A novelty in the field of Russian intellectual property law: as of June 1st, 2016, an applicant for an infringement action is required to submit a letter of formal notice to the defendant and wait 30 days before initiating legal proceedings. Thus, an infringement action must always begin with an attempt to resolve the dispute amicably.
The requirement applies to civil cases except for a limited number of instances such as for example, cancellation actions on the grounds of non-use.
Prior to this amendment, sending a letter of formal notice before filing an infringement claim was optional. As of June 1st however, if an applicant files an infringement claim before a judge without having submitted a letter of formal notice, or if the applicant fails to wait 30 days after the issuance of such a notice, the action will be considered inadmissible.
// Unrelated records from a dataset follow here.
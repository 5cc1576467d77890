//! Structured logger with dry-run awareness and summary collection.
use std::path::PathBuf;
use std::sync::Mutex;

use super::types::{Log, TaskEntry, TaskStatus};
use super::utils::log_file_path;

/// Implement the display methods of [`Log`] by delegating to inherent methods
/// of the same name on the implementing type.
macro_rules! forward_log_methods {
    ($($method:ident),+ $(,)?) => {
        $(
            fn $method(&self, msg: &str) {
                self.$method(msg);
            }
        )+
    };
}

/// Structured logger with dry-run awareness and summary collection.
///
/// Every message also lands in `$XDG_CACHE_HOME/kitt/<command>.log`
/// (default `~/.cache/kitt/<command>.log`) through the
/// [`FileLayer`](super::subscriber::FileLayer) installed by
/// [`init_subscriber`](super::subscriber::init_subscriber).
#[derive(Debug)]
pub struct Logger {
    tasks: Mutex<Vec<TaskEntry>>,
    log_file: Option<PathBuf>,
    /// Serializes console output from parallel host flushes.
    pub(super) flush_lock: Mutex<()>,
    /// Hosts currently running in parallel.
    pub(super) active: Mutex<Vec<String>>,
}

impl Logger {
    /// Create a new logger.  Only remembers the log file path for the
    /// summary; it does not write to the file itself.
    #[must_use]
    pub fn new(command: &str) -> Self {
        Self {
            tasks: Mutex::new(Vec::new()),
            log_file: log_file_path(command),
            flush_lock: Mutex::new(()),
            active: Mutex::new(Vec::new()),
        }
    }

    /// Return the log file path, if available.
    #[cfg(test)]
    pub const fn log_path(&self) -> Option<&PathBuf> {
        self.log_file.as_ref()
    }

    /// Return a clone of all recorded entries (test-only).
    #[cfg(test)]
    pub(crate) fn task_entries(&self) -> Vec<TaskEntry> {
        self.tasks.lock().map_or_else(|_| vec![], |g| g.clone())
    }

    /// Log an error message.
    pub fn error(&self, msg: &str) {
        tracing::error!("{msg}");
    }

    /// Log a warning message.
    pub fn warn(&self, msg: &str) {
        tracing::warn!("{msg}");
    }

    /// Log a stage header (major section).
    pub fn stage(&self, msg: &str) {
        tracing::info!(target: "kitt::stage", "{msg}");
    }

    /// Log an informational message.
    pub fn info(&self, msg: &str) {
        tracing::info!("{msg}");
    }

    /// Log a debug message (console only with `--verbose`; always in the
    /// log file).
    pub fn debug(&self, msg: &str) {
        tracing::debug!("{msg}");
    }

    /// Log an action that dry-run mode did not perform.
    pub fn dry_run(&self, msg: &str) {
        tracing::info!(target: "kitt::dry_run", "{msg}");
    }

    /// Record a host result for the summary.
    pub fn record_task(&self, name: &str, status: TaskStatus, message: Option<&str>) {
        if let Ok(mut guard) = self.tasks.lock() {
            guard.push(TaskEntry {
                name: name.to_string(),
                status,
                message: message.map(String::from),
            });
        }
    }

    /// Count the failed entries.
    #[must_use]
    pub fn failure_count(&self) -> usize {
        self.tasks.lock().map_or(0, |guard| {
            guard
                .iter()
                .filter(|t| t.status == TaskStatus::Failed)
                .count()
        })
    }

    /// Print the summary of all recorded host runs.
    pub fn print_summary(&self) {
        let tasks = match self.tasks.lock() {
            Ok(guard) => guard.clone(),
            Err(_) => return,
        };
        if tasks.is_empty() {
            return;
        }

        self.stage("Summary");
        for task in &tasks {
            let (icon, color) = match task.status {
                TaskStatus::Ok => ("✓", "\x1b[32m"),
                TaskStatus::Skipped => ("○", "\x1b[33m"),
                TaskStatus::DryRun => ("~", "\x1b[37m"),
                TaskStatus::Failed => ("✗", "\x1b[31m"),
            };
            let suffix = task
                .message
                .as_ref()
                .map_or_else(String::new, |msg| format!(" ({msg})"));
            self.info(&format!("{color}{icon} {}{suffix}\x1b[0m", task.name));
        }

        let count = |status: TaskStatus| tasks.iter().filter(|t| t.status == status).count();
        let mut parts = vec![format!("{} ok", count(TaskStatus::Ok))];
        for (status, label) in [
            (TaskStatus::Skipped, "skipped"),
            (TaskStatus::DryRun, "dry run"),
        ] {
            let n = count(status);
            if n > 0 {
                parts.push(format!("{n} {label}"));
            }
        }
        parts.push(format!(
            "\x1b[31m{} failed\x1b[0m",
            count(TaskStatus::Failed)
        ));
        self.info(&format!("{} hosts: {}", tasks.len(), parts.join(", ")));
        if let Some(path) = &self.log_file {
            self.info(&format!("\x1b[2mlog: {}\x1b[0m", path.display()));
        }
    }

    /// Record that a host started running in parallel.
    pub fn notify_task_start(&self, name: &str) {
        if let Ok(mut active) = self.active.lock() {
            active.push(name.to_string());
            tracing::debug!("running: {}", active.join(", "));
        }
    }
}

impl Log for Logger {
    forward_log_methods!(stage, info, debug, warn, error, dry_run);

    fn record_task(&self, name: &str, status: TaskStatus, message: Option<&str>) {
        self.record_task(name, status, message);
    }
}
The reform implies a development in the evidence to be produced by the parties during proceedings. Indeed, the parties will have to produce evidence of their amicable discussions in court. It is also worth noting that following the wording of the law, the applicant will most likely have to enclose a copy of the accompanying letter sent by registered mail, in order to confirm that the letter of formal notice was actually sent.
The new legislation does not require the applicant to produce evidence that the defendant has received the letter. However, in practice, we can expect that in order to delay the proceedings, the defendant will argue that he/she did not receive the formal notice. In such a case, the defendant would not have had the opportunity to remedy the infringement prior to any proceedings and the out-of-court phase would not been complied with.
This reform necessarily implies changes in the trademarks and domain name defence strategy in the Russian Federation.
It will be interesting to follow the case law pertaining to these novelties and their implementation.